THE INPUT:
________________________________________
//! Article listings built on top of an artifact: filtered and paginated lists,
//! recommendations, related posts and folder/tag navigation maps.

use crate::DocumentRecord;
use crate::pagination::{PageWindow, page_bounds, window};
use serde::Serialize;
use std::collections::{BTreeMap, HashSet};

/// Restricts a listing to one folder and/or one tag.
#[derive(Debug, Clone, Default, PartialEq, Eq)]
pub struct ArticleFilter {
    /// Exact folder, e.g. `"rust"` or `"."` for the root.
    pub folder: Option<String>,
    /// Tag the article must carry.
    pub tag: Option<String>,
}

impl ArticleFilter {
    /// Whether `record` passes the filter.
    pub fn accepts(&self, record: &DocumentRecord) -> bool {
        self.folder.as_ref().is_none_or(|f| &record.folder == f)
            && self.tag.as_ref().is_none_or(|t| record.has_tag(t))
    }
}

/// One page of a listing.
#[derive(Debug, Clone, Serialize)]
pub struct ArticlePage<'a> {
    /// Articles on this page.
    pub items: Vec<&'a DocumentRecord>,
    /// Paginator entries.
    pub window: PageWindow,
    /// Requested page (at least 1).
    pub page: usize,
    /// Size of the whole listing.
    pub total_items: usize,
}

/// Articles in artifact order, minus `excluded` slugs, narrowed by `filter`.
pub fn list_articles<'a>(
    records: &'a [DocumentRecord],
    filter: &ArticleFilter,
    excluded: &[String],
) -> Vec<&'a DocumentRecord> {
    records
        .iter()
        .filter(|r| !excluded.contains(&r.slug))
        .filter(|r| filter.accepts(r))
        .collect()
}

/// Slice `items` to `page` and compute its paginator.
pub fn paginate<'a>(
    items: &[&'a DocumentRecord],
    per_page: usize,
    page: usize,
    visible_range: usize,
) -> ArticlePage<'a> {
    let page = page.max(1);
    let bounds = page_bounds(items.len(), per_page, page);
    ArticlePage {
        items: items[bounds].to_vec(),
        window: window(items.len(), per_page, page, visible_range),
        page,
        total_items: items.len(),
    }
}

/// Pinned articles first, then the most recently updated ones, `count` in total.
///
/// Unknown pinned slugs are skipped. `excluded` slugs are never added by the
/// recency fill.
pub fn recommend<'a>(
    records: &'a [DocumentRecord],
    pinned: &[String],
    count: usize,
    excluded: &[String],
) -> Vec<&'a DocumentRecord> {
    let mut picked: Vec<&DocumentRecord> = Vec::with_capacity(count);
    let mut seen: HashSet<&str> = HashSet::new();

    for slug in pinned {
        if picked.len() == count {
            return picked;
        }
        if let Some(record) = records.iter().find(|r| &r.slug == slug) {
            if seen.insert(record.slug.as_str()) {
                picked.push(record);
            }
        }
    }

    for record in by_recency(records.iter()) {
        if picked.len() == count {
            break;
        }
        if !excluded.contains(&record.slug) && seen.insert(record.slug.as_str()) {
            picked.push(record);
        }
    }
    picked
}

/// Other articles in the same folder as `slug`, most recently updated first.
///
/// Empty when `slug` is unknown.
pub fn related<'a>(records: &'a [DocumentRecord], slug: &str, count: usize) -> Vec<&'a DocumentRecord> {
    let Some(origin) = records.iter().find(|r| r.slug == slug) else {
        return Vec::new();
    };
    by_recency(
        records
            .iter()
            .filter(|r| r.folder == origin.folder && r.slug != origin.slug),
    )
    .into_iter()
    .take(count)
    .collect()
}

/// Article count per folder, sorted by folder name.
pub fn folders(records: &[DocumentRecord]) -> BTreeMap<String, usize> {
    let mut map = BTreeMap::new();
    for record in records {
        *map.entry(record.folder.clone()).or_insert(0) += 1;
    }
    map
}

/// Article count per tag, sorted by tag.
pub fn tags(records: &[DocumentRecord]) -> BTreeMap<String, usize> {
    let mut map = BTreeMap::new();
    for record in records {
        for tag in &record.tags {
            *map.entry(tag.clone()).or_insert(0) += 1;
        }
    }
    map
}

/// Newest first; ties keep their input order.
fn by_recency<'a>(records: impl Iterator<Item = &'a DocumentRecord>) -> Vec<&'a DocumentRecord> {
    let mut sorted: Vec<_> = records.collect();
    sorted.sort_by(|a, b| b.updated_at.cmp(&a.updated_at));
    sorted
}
________________________________________
INSTRUCTIONS TO FOLLOW: Where a line of the records holds the word "String", copy that line.

ANSWER SECTION:
    pub folder: Option<String>,
    pub tag: Option<String>,
    excluded: &[String],
    pinned: &[String],
    excluded: &[String],
pub fn folders(records: &[DocumentRecord]) -> BTreeMap<String, usize> {
pub fn tags(records: &[DocumentRecord]) -> BTreeMap<String, usize> {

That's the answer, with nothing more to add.